Could you print every entry below exactly as given?

◆ Dataset content
-- Opening Marker --

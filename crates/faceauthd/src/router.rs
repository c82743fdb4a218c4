use std::sync::Arc;

use axum::extract::DefaultBodyLimit;
use axum::http::Method;
use axum::{
    routing::{get, post},
    Router,
};
use tower_http::cors::{AllowHeaders, AllowOrigin, CorsLayer};
use tower_http::trace::TraceLayer;

use crate::endpoints;
use crate::engine::FaceEmbedder;
use crate::store::EmbeddingStore;

/// Shared handler state: the inference seam, the store seam, and the
/// distance threshold below which two embeddings are the same identity.
#[derive(Clone)]
pub struct AppState {
    pub embedder: Arc<dyn FaceEmbedder>,
    pub store: Arc<dyn EmbeddingStore>,
    pub match_threshold: f32,
}

async fn index() -> &'static str {
    "faceauthd"
}

/// Build the HTTP router.
///
/// CORS is deliberately permissive: the enrollment frontend is served from
/// a different origin and sends plain multipart POSTs.
pub fn router(
    embedder: Arc<dyn FaceEmbedder>,
    store: Arc<dyn EmbeddingStore>,
    match_threshold: f32,
    max_upload_bytes: usize,
) -> Router {
    let state = AppState {
        embedder,
        store,
        match_threshold,
    };

    let cors = CorsLayer::new()
        .allow_methods([Method::GET, Method::POST, Method::OPTIONS])
        .allow_headers(AllowHeaders::mirror_request())
        .allow_origin(AllowOrigin::mirror_request());

    Router::new()
        .route("/", get(index))
        .route("/_liveness", get(index))
        .route("/generate-embedding", post(endpoints::generate_embedding))
        .route("/verify-face", post(endpoints::verify_face))
        .layer(DefaultBodyLimit::max(max_upload_bytes))
        .layer(TraceLayer::new_for_http())
        .layer(cors)
        .with_state(state)
}
use std::path::{Path, PathBuf};

use anyhow::{bail, Context, Result};
use clap::{Parser, Subcommand};

#[derive(Parser)]
#[command(name = "faceauth", about = "faceauth client CLI")]
struct Cli {
    /// Base URL of the faceauthd server
    #[arg(long, default_value = "http://127.0.0.1:5000")]
    server: String,

    #[command(subcommand)]
    command: Commands,
}

#[derive(Subcommand)]
enum Commands {
    /// Compute the embedding for an image (feeds the enrollment flow)
    Embed {
        /// Path to the image file
        image: PathBuf,
    },
    /// Verify an image against the enrolled embeddings
    Verify {
        /// Path to the image file
        image: PathBuf,
    },
}

#[tokio::main]
async fn main() -> Result<()> {
    tracing_subscriber::fmt()
        .with_env_filter(tracing_subscriber::EnvFilter::from_default_env())
        .init();

    let cli = Cli::parse();

    match cli.command {
        Commands::Embed { image } => post_image(&cli.server, "generate-embedding", &image).await,
        Commands::Verify { image } => post_image(&cli.server, "verify-face", &image).await,
    }
}

/// POST the file as the `image` multipart field and print the JSON response.
async fn post_image(server: &str, endpoint: &str, path: &Path) -> Result<()> {
    let bytes =
        std::fs::read(path).with_context(|| format!("reading {}", path.display()))?;
    let file_name = path
        .file_name()
        .map(|n| n.to_string_lossy().into_owned())
        .unwrap_or_else(|| "image".into());

    let form = reqwest::multipart::Form::new()
        .part("image", reqwest::multipart::Part::bytes(bytes).file_name(file_name));

    let url = format!("{}/{}", server.trim_end_matches('/'), endpoint);
    tracing::debug!(%url, "posting image");

    let response = reqwest::Client::new()
        .post(&url)
        .multipart(form)
        .send()
        .await
        .with_context(|| format!("POST {url}"))?;

    let status = response.status();
    let body = response.text().await.context("reading response body")?;
    println!("{body}");

    if !status.is_success() {
        bail!("server answered {status}");
    }
    Ok(())
}
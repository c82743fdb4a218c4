use std::path::PathBuf;

/// Daemon configuration, loaded from environment variables.
pub struct Config {
    /// Listen address for the HTTP server (default: 0.0.0.0:5000).
    pub bind_addr: String,
    /// Postgres DSN for the embedding store.
    pub database_url: String,
    /// Directory containing ONNX model files.
    pub model_dir: PathBuf,
    /// Euclidean distance threshold for a positive match.
    pub match_threshold: f32,
    /// Maximum accepted request body size in bytes.
    pub max_upload_bytes: usize,
}

impl Config {
    /// Load configuration from `FACEAUTH_*` environment variables with defaults.
    pub fn from_env() -> Self {
        Self {
            bind_addr: std::env::var("FACEAUTH_BIND_ADDR")
                .unwrap_or_else(|_| "0.0.0.0:5000".to_string()),
            database_url: std::env::var("FACEAUTH_DATABASE_URL")
                .unwrap_or_else(|_| "postgres://faceauth@localhost/faceauth".to_string()),
            model_dir: std::env::var("FACEAUTH_MODEL_DIR")
                .map(PathBuf::from)
                .unwrap_or_else(|_| PathBuf::from("/usr/share/faceauth/models")),
            match_threshold: env_f32("FACEAUTH_MATCH_THRESHOLD", 0.45),
            max_upload_bytes: env_usize("FACEAUTH_MAX_UPLOAD_BYTES", 10 * 1024 * 1024),
        }
    }

    /// Path to the SCRFD detection model.
    pub fn scrfd_model_path(&self) -> String {
        self.model_dir
            .join("det_10g.onnx")
            .to_string_lossy()
            .into_owned()
    }

    /// Path to the ArcFace recognition model.
    pub fn arcface_model_path(&self) -> String {
        self.model_dir
            .join("w600k_r50.onnx")
            .to_string_lossy()
            .into_owned()
    }
}

fn env_f32(key: &str, default: f32) -> f32 {
    std::env::var(key)
        .ok()
        .and_then(|v| v.parse().ok())
        .unwrap_or(default)
}

fn env_usize(key: &str, default: usize) -> usize {
    std::env::var(key)
        .ok()
        .and_then(|v| v.parse().ok())
        .unwrap_or(default)
}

-- Closing Marker --

◆ Expected answer
filename crates/faceauthd/src/router.rs
repository c82743fdb4a218c4
use std::sync::Arc;

use axum::extract::DefaultBodyLimit;
use axum::http::Method;
use axum::{
    routing::{get, post},
    Router,
};
use tower_http::cors::{AllowHeaders, AllowOrigin, CorsLayer};
use tower_http::trace::TraceLayer;

use crate::endpoints;
use crate::engine::FaceEmbedder;
use crate::store::EmbeddingStore;

/// Shared handler state: the inference seam, the store seam, and the
/// distance threshold below which two embeddings are the same identity.
#[derive(Clone)]
pub struct AppState {
    pub embedder: Arc<dyn FaceEmbedder>,
    pub store: Arc<dyn EmbeddingStore>,
    pub match_threshold: f32,
}

async fn index() -> &'static str {
    "faceauthd"
}

/// Build the HTTP router.
///
/// CORS is deliberately permissive: the enrollment frontend is served from
/// a different origin and sends plain multipart POSTs.
pub fn router(
    embedder: Arc<dyn FaceEmbedder>,
    store: Arc<dyn EmbeddingStore>,
    match_threshold: f32,
    max_upload_bytes: usize,
) -> Router {
    let state = AppState {
        embedder,
        store,
        match_threshold,
    };

    let cors = CorsLayer::new()
        .allow_methods([Method::GET, Method::POST, Method::OPTIONS])
        .allow_headers(AllowHeaders::mirror_request())
        .allow_origin(AllowOrigin::mirror_request());

    Router::new()
        .route("/", get(index))
        .route("/_liveness", get(index))
        .route("/generate-embedding", post(endpoints::generate_embedding))
        .route("/verify-face", post(endpoints::verify_face))
        .layer(DefaultBodyLimit::max(max_upload_bytes))
        .layer(TraceLayer::new_for_http())
        .layer(cors)
        .with_state(state)
}
use std::path::{Path, PathBuf};

use anyhow::{bail, Context, Result};
use clap::{Parser, Subcommand};

#[derive(Parser)]
#[command(name = "faceauth", about = "faceauth client CLI")]
struct Cli {
    /// Base URL of the faceauthd server
    #[arg(long, default_value = "http://127.0.0.1:5000")]
    server: String,

    #[command(subcommand)]
    command: Commands,
}

#[derive(Subcommand)]
enum Commands {
    /// Compute the embedding for an image (feeds the enrollment flow)
    Embed {
        /// Path to the image file
        image: PathBuf,
    },
    /// Verify an image against the enrolled embeddings
    Verify {
        /// Path to the image file
        image: PathBuf,
    },
}

#[tokio::main]
async fn main() -> Result<()> {
    tracing_subscriber::fmt()
        .with_env_filter(tracing_subscriber::EnvFilter::from_default_env())
        .init();

    let cli = Cli::parse();

    match cli.command {
        Commands::Embed { image } => post_image(&cli.server, "generate-embedding", &image).await,
        Commands::Verify { image } => post_image(&cli.server, "verify-face", &image).await,
    }
}

/// POST the file as the `image` multipart field and print the JSON response.
async fn post_image(server: &str, endpoint: &str, path: &Path) -> Result<()> {
    let bytes =
        std::fs::read(path).with_context(|| format!("reading {}", path.display()))?;
    let file_name = path
        .file_name()
        .map(|n| n.to_string_lossy().into_owned())
        .unwrap_or_else(|| "image".into());

    let form = reqwest::multipart::Form::new()
        .part("image", reqwest::multipart::Part::bytes(bytes).file_name(file_name));

    let url = format!("{}/{}", server.trim_end_matches('/'), endpoint);
    tracing::debug!(%url, "posting image");

    let response = reqwest::Client::new()
        .post(&url)
        .multipart(form)
        .send()
        .await
        .with_context(|| format!("POST {url}"))?;

    let status = response.status();
    let body = response.text().await.context("reading response body")?;
    println!("{body}");

    if !status.is_success() {
        bail!("server answered {status}");
    }
    Ok(())
}
repository c82743fdb4a218c4
use std::path::PathBuf;

/// Daemon configuration, loaded from environment variables.
pub struct Config {
    /// Listen address for the HTTP server (default: 0.0.0.0:5000).
    pub bind_addr: String,
    /// Postgres DSN for the embedding store.
    pub database_url: String,
    /// Directory containing ONNX model files.
    pub model_dir: PathBuf,
    /// Euclidean distance threshold for a positive match.
    pub match_threshold: f32,
    /// Maximum accepted request body size in bytes.
    pub max_upload_bytes: usize,
}

impl Config {
    /// Load configuration from `FACEAUTH_*` environment variables with defaults.
    pub fn from_env() -> Self {
        Self {
            bind_addr: std::env::var("FACEAUTH_BIND_ADDR")
                .unwrap_or_else(|_| "0.0.0.0:5000".to_string()),
            database_url: std::env::var("FACEAUTH_DATABASE_URL")
                .unwrap_or_else(|_| "postgres://faceauth@localhost/faceauth".to_string()),
            model_dir: std::env::var("FACEAUTH_MODEL_DIR")
                .map(PathBuf::from)
                .unwrap_or_else(|_| PathBuf::from("/usr/share/faceauth/models")),
            match_threshold: env_f32("FACEAUTH_MATCH_THRESHOLD", 0.45),
            max_upload_bytes: env_usize("FACEAUTH_MAX_UPLOAD_BYTES", 10 * 1024 * 1024),
        }
    }

    /// Path to the SCRFD detection model.
    pub fn scrfd_model_path(&self) -> String {
        self.model_dir
            .join("det_10g.onnx")
            .to_string_lossy()
            .into_owned()
    }

    /// Path to the ArcFace recognition model.
    pub fn arcface_model_path(&self) -> String {
        self.model_dir
            .join("w600k_r50.onnx")
            .to_string_lossy()
            .into_owned()
    }
}

fn env_f32(key: &str, default: f32) -> f32 {
    std::env::var(key)
        .ok()
        .and_then(|v| v.parse().ok())
        .unwrap_or(default)
}

fn env_usize(key: &str, default: usize) -> usize {
    std::env::var(key)
        .ok()
        .and_then(|v| v.parse().ok())
        .unwrap_or(default)
}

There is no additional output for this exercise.